I can hardly believe it has been 25 years since I walked down the aisle toward my then soon-to-be husband Paul.

We always crack up when we watch the video of our wedding, and Paul can be seen letting out a deep breath as I approach. He had obviously been holding it and then, thankfully, remembered to breathe.

I can’t watch the video without crying, especially seeing my sweet father give me — his only daughter and youngest child — away.

Dad passed away in 2010. Though I am grateful for all of the years we had together, I still miss him so much it hurts.

I remember being a young bride and hearing about people who were married for 20-plus years and thinking, “Lord, how is that possible?”

A young friend of mine recently asked me for the “secret” to a long marriage and a good relationship.

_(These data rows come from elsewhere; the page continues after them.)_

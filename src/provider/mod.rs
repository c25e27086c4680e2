//! Data provider: validated, resilient execution of named data operations.
//!
//! ```text
//! call_tool(name, args)
//!   ├─ registry lookup + parameter coercion   (Err on failure, no I/O)
//!   ├─ response cache                          (skipped on refresh)
//!   ├─ route: spot / history / indicator / renamed / stub / generic
//!   │    └─ proxy decision → retry(backend call)
//!   └─ health monitor records the outcome
//! ```

pub mod backend;
pub mod cache;
pub mod data_provider;
pub mod envelope;
pub mod proxy;
pub mod retry;
pub mod routes;
pub mod symbols;
pub mod tencent;

pub use backend::{Backend, CallContext, CallError, HttpBackend};
pub use cache::ResponseCache;
pub use data_provider::DataProvider;
pub use envelope::{ToolMeta, ToolResult};
pub use proxy::{ProxyDecision, ProxyPolicy};
pub use retry::RetryPolicy;
pub use routes::Route;
pub use tencent::{Quote, QuoteFetch, QuoteSource, TencentQuotes};

use crate::types::Result;
use async_trait::async_trait;
use serde_json::{Map, Value};

/// Per-call options.
#[derive(Debug, Clone, Default)]
pub struct CallOptions {
    /// Bypass cached responses.
    pub refresh: bool,
    /// Caller label copied into `meta.script`.
    pub script: String,
}

/// Anything that can execute a named tool and return an envelope.
///
/// `Err` is reserved for unknown tools and invalid arguments.
#[async_trait]
pub trait ToolProvider: Send + Sync {
    async fn call_tool(
        &self,
        name: &str,
        args: &Map<String, Value>,
        options: &CallOptions,
    ) -> Result<ToolResult>;
}
//! View service - main entry point.
//!
//! - `serve`: HTTP surface over the view catalogue
//! - `run`: run one view and print its result
//! - `backtest block-deal`: block-deal signal backtest

use clap::{Args, Parser, Subcommand};
use serde_json::{Map, Value};
use std::path::{Path, PathBuf};
use std::process::ExitCode;
use tokio::net::TcpListener;
use tokio_util::sync::CancellationToken;
use view_service::app::DEFAULT_MANIFEST;
use view_service::backtest::block_deal::{self, BlockDealOptions, BlockDealRule};
use view_service::backtest::BacktestFramework;
use view_service::http::{cancel_on_ctrl_c, serve};
use view_service::views::run_view;
use view_service::{App, Config, Error, Result};

#[derive(Parser)]
#[command(name = "view-service")]
#[command(about = "Resilient financial data views", long_about = None)]
struct Cli {
    /// Tool manifest (JSON list of function descriptors)
    #[arg(long, global = true, env = "FINSKILLS_MANIFEST", default_value = DEFAULT_MANIFEST)]
    manifest: PathBuf,

    #[command(subcommand)]
    command: Commands,
}

#[derive(Subcommand)]
enum Commands {
    /// Start the HTTP server
    Serve {
        /// Bind address (overrides FINSKILLS_LISTEN_ADDR)
        #[arg(long)]
        addr: Option<String>,

        /// Directory of declarative JSON views
        #[arg(long, env = "FINSKILLS_VIEWS_DIR")]
        views_dir: Option<PathBuf>,
    },

    /// Run one view and print the result as JSON
    Run {
        /// View name
        view: String,

        /// View params as a JSON object
        #[arg(long, default_value = "{}")]
        params: String,

        /// Bypass cached responses
        #[arg(long)]
        refresh: bool,

        /// Directory of declarative JSON views
        #[arg(long, env = "FINSKILLS_VIEWS_DIR")]
        views_dir: Option<PathBuf>,
    },

    /// Backtest a signal rule set
    Backtest {
        #[command(subcommand)]
        suite: BacktestCommand,
    },
}

#[derive(Subcommand)]
enum BacktestCommand {
    /// Block-deal (大宗交易) rules
    BlockDeal(BlockDealArgs),
}

#[derive(Args)]
struct BlockDealArgs {
    /// Rule number (1 building position, 2 selling pressure, 3 premium warning, 4 liquidity risk)
    #[arg(long, default_value_t = 1, value_parser = clap::value_parser!(u8).range(1..=4))]
    rule: u8,

    #[arg(long, default_value = "2020-01-01")]
    start: String,

    #[arg(long, default_value = "2023-12-31")]
    end: String,

    /// Holding period in trading days (default depends on the rule)
    #[arg(long)]
    holding: Option<u32>,

    #[arg(long, default_value_t = 2000)]
    max_signals: usize,

    /// Market argument passed to the block-deal source
    #[arg(long, default_value = "A股")]
    symbol: String,

    /// Cap on distinct symbols whose prices are fetched
    #[arg(long, default_value_t = 200)]
    max_symbols: usize,

    #[arg(long, default_value = "backtest_cache/block_deal")]
    cache_dir: PathBuf,

    /// Result document (default backtest_results/block_deal/<rule>.json)
    #[arg(long)]
    out: Option<PathBuf>,
}

#[tokio::main]
async fn main() -> ExitCode {
    view_service::observability::init_tracing();

    let cli = Cli::parse();
    match dispatch(cli).await {
        Ok(code) => code,
        Err(e) => {
            tracing::error!(error = %e, code = e.code(), "command_failed");
            eprintln!("error: {}", e);
            ExitCode::FAILURE
        }
    }
}

async fn dispatch(cli: Cli) -> Result<ExitCode> {
    let mut config = Config::load()?;

    match cli.command {
        Commands::Serve { addr, views_dir } => {
            if let Some(addr) = addr {
                config.server.listen_addr = addr;
            }
            let app = App::build(config, &cli.manifest, views_dir.as_deref())?;
            let listener = TcpListener::bind(&app.config.server.listen_addr).await?;

            let shutdown = CancellationToken::new();
            cancel_on_ctrl_c(shutdown.clone());
            serve(listener, app.state(), shutdown).await?;
            Ok(ExitCode::SUCCESS)
        }
        Commands::Run {
            view,
            params,
            refresh,
            views_dir,
        } => {
            let params = parse_params(&params)?;
            let app = App::build(config, &cli.manifest, views_dir.as_deref())?;
            let spec = app
                .views
                .get(&view)
                .ok_or_else(|| Error::not_found(format!("Unknown view: {}", view)))?;

            let result = run_view(
                spec,
                &params,
                app.provider.as_ref(),
                refresh,
                app.config.server.view_parallelism,
            )
            .await;
            println!("{}", serde_json::to_string_pretty(&result.to_value())?);
            Ok(if result.is_ok() {
                ExitCode::SUCCESS
            } else {
                ExitCode::FAILURE
            })
        }
        Commands::Backtest {
            suite: BacktestCommand::BlockDeal(args),
        } => {
            let app = App::build(config, &cli.manifest, None)?;
            run_block_deal(&app, args).await
        }
    }
}

fn parse_params(text: &str) -> Result<Map<String, Value>> {
    match serde_json::from_str::<Value>(text) {
        Ok(Value::Object(params)) => Ok(params),
        Ok(Value::Null) => Ok(Map::new()),
        Ok(_) => Err(Error::validation("--params must be a JSON object")),
        Err(e) => Err(Error::validation(format!("--params is not valid JSON: {}", e))),
    }
}

async fn run_block_deal(app: &App, args: BlockDealArgs) -> Result<ExitCode> {
    let rule = BlockDealRule::from_number(args.rule)
        .ok_or_else(|| Error::validation(format!("unknown rule: {}", args.rule)))?;
    let out = args
        .out
        .unwrap_or_else(|| Path::new("backtest_results/block_deal").join(format!("{}.json", rule.slug())));

    let framework = BacktestFramework::from_provider(&args.cache_dir, app.provider.clone());
    let options = BlockDealOptions {
        rule,
        start: args.start,
        end: args.end,
        holding: args.holding,
        max_signals: args.max_signals,
        symbol: args.symbol,
        max_symbols: args.max_symbols,
    };

    let result = block_deal::run(&framework, &options).await?;
    result.save(&out).await?;
    tracing::info!(
        rule = rule.slug(),
        signals = result.signals.len(),
        out = %out.display(),
        "backtest_saved"
    );

    let summary = serde_json::json!({
        "rule": rule.slug(),
        "statistics": result.statistics.rounded(),
        "out": out.display().to_string(),
    });
    println!("{}", serde_json::to_string_pretty(&summary)?);
    Ok(ExitCode::SUCCESS)
}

Every couple is different, as is every situation. None of us are perfect, and having a forgiving spirit goes a long way when it comes to marriage. So does apologizing and asking for forgiveness.

That said, having a sense of humor — even when it comes to bad things, which are sure to happen — is paramount when it comes to obstacles in life. I also think telling your spouse you appreciate them and all he does is big.

I just saw a report about a man who wrote a letter to his stay-at-home wife and mother of their young son. He wanted her to know that he had calculated what she should make if she were paid, and the amount was nearly $74,000 a year.

He could have just said there is no amount to say what you’re worth, which is probably closer to the truth. Not that you feel that way when you are a stay-at-home mom in the trenches.

Working moms don’t feel that way either, most of the time. Let’s face it, motherhood is the most difficult and rewarding job on earth.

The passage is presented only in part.